Instructions for the task —
For the entries below, work out how many lines contain the string "failed" and write only the number.

Data provided —
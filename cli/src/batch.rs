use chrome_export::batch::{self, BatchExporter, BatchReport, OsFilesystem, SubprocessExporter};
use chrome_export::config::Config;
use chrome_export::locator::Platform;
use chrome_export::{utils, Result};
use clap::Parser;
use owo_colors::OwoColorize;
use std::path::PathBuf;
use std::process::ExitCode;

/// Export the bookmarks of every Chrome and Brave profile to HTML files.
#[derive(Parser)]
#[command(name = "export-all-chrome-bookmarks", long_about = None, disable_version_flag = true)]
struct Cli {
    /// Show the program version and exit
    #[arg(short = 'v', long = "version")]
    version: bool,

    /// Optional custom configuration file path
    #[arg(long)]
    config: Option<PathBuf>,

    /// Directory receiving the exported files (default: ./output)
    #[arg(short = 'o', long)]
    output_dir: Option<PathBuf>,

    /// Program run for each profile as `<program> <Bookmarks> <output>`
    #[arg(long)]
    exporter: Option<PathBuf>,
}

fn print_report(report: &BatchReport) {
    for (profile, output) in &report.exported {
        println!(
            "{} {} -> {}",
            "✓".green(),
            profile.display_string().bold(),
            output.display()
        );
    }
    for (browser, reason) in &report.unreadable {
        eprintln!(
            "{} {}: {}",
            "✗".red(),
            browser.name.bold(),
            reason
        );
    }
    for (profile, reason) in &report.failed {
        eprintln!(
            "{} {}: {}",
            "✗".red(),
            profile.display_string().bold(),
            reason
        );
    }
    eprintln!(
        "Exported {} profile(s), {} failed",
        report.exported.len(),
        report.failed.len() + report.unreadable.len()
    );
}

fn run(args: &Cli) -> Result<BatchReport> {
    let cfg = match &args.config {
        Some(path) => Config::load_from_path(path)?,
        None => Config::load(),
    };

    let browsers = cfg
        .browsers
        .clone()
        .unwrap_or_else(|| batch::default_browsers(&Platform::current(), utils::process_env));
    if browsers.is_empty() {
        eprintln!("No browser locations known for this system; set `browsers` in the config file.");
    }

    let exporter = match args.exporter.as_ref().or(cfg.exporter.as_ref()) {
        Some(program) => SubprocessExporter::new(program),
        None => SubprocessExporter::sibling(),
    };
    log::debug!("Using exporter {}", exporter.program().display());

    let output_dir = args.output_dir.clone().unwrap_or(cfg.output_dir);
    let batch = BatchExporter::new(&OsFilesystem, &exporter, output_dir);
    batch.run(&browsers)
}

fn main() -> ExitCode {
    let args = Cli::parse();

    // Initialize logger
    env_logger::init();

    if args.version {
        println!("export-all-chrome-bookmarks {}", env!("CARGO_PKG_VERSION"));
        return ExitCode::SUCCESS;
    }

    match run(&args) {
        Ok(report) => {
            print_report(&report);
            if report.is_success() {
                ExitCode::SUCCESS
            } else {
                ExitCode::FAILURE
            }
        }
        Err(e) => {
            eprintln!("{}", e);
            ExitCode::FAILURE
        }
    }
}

Exercise answer —
3